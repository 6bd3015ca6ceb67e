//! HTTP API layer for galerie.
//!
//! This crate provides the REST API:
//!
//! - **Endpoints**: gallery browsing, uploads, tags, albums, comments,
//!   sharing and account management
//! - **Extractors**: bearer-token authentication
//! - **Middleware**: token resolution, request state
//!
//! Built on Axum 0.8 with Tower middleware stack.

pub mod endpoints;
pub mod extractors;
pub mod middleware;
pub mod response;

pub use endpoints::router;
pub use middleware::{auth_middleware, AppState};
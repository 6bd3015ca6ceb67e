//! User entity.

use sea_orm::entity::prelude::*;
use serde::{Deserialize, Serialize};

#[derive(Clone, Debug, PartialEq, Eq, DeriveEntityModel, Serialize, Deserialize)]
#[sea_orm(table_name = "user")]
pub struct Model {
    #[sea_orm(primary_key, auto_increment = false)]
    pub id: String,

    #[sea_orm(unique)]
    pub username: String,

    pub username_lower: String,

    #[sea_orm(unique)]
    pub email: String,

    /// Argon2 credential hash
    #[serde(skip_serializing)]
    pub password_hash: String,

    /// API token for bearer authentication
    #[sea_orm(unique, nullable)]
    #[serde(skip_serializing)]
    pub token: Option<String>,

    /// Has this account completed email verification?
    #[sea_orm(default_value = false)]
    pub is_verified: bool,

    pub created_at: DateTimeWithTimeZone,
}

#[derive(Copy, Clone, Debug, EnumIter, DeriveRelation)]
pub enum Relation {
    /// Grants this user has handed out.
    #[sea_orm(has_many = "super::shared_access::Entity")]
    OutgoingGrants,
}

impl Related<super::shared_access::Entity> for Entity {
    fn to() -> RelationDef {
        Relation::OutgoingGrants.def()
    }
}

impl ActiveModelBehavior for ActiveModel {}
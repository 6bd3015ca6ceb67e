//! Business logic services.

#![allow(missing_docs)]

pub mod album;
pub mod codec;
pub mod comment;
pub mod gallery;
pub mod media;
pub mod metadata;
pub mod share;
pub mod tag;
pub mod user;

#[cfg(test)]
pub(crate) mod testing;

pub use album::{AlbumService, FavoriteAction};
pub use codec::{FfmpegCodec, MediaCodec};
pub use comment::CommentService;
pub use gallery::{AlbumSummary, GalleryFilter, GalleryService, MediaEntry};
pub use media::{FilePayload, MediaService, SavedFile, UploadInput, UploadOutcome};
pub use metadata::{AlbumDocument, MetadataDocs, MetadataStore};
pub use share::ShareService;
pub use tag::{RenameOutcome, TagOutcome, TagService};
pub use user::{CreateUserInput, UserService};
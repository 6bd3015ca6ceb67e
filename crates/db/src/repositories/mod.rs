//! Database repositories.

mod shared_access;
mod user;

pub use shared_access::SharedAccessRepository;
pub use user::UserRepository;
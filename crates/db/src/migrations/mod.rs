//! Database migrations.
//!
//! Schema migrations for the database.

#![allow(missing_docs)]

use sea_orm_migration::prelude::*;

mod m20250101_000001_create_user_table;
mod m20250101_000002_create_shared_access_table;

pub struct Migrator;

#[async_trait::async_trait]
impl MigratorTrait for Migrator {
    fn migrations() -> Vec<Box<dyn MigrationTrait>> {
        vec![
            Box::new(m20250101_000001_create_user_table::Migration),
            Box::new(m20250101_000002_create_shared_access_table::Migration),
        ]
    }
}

_What is being asked_
Transcribe each entry exactly.

_Exercise result_
repository 6bd3015ca6ceb67e
//! HTTP API layer for galerie.
//!
//! This crate provides the REST API:
//!
//! - **Endpoints**: gallery browsing, uploads, tags, albums, comments,
//!   sharing and account management
//! - **Extractors**: bearer-token authentication
//! - **Middleware**: token resolution, request state
//!
//! Built on Axum 0.8 with Tower middleware stack.

pub mod endpoints;
pub mod extractors;
pub mod middleware;
pub mod response;

pub use endpoints::router;
pub use middleware::{auth_middleware, AppState};
repository 6bd3015ca6ceb67e
//! User entity.

use sea_orm::entity::prelude::*;
use serde::{Deserialize, Serialize};

#[derive(Clone, Debug, PartialEq, Eq, DeriveEntityModel, Serialize, Deserialize)]
#[sea_orm(table_name = "user")]
pub struct Model {
    #[sea_orm(primary_key, auto_increment = false)]
    pub id: String,

    #[sea_orm(unique)]
    pub username: String,

    pub username_lower: String,

    #[sea_orm(unique)]
    pub email: String,

    /// Argon2 credential hash
    #[serde(skip_serializing)]
    pub password_hash: String,

    /// API token for bearer authentication
    #[sea_orm(unique, nullable)]
    #[serde(skip_serializing)]
    pub token: Option<String>,

    /// Has this account completed email verification?
    #[sea_orm(default_value = false)]
    pub is_verified: bool,

    pub created_at: DateTimeWithTimeZone,
}

#[derive(Copy, Clone, Debug, EnumIter, DeriveRelation)]
pub enum Relation {
    /// Grants this user has handed out.
    #[sea_orm(has_many = "super::shared_access::Entity")]
    OutgoingGrants,
}

impl Related<super::shared_access::Entity> for Entity {
    fn to() -> RelationDef {
        Relation::OutgoingGrants.def()
    }
}

impl ActiveModelBehavior for ActiveModel {}
repository 6bd3015ca6ceb67e
//! Business logic services.

#![allow(missing_docs)]

pub mod album;
pub mod codec;
pub mod comment;
pub mod gallery;
pub mod media;
pub mod metadata;
pub mod share;
pub mod tag;
pub mod user;

#[cfg(test)]
pub(crate) mod testing;

pub use album::{AlbumService, FavoriteAction};
pub use codec::{FfmpegCodec, MediaCodec};
pub use comment::CommentService;
pub use gallery::{AlbumSummary, GalleryFilter, GalleryService, MediaEntry};
pub use media::{FilePayload, MediaService, SavedFile, UploadInput, UploadOutcome};
pub use metadata::{AlbumDocument, MetadataDocs, MetadataStore};
pub use share::ShareService;
pub use tag::{RenameOutcome, TagOutcome, TagService};
pub use user::{CreateUserInput, UserService};
repository 6bd3015ca6ceb67e
filename crates/db/src/repositories/mod.rs
//! Database repositories.

mod shared_access;
mod user;

pub use shared_access::SharedAccessRepository;
pub use user::UserRepository;
filename crates/db/src/migrations/mod.rs
//! Database migrations.
//!
//! Schema migrations for the database.

#![allow(missing_docs)]

use sea_orm_migration::prelude::*;

mod m20250101_000001_create_user_table;
mod m20250101_000002_create_shared_access_table;

pub struct Migrator;

#[async_trait::async_trait]
impl MigratorTrait for Migrator {
    fn migrations() -> Vec<Box<dyn MigrationTrait>> {
        vec![
            Box::new(m20250101_000001_create_user_table::Migration),
            Box::new(m20250101_000002_create_shared_access_table::Migration),
        ]
    }
}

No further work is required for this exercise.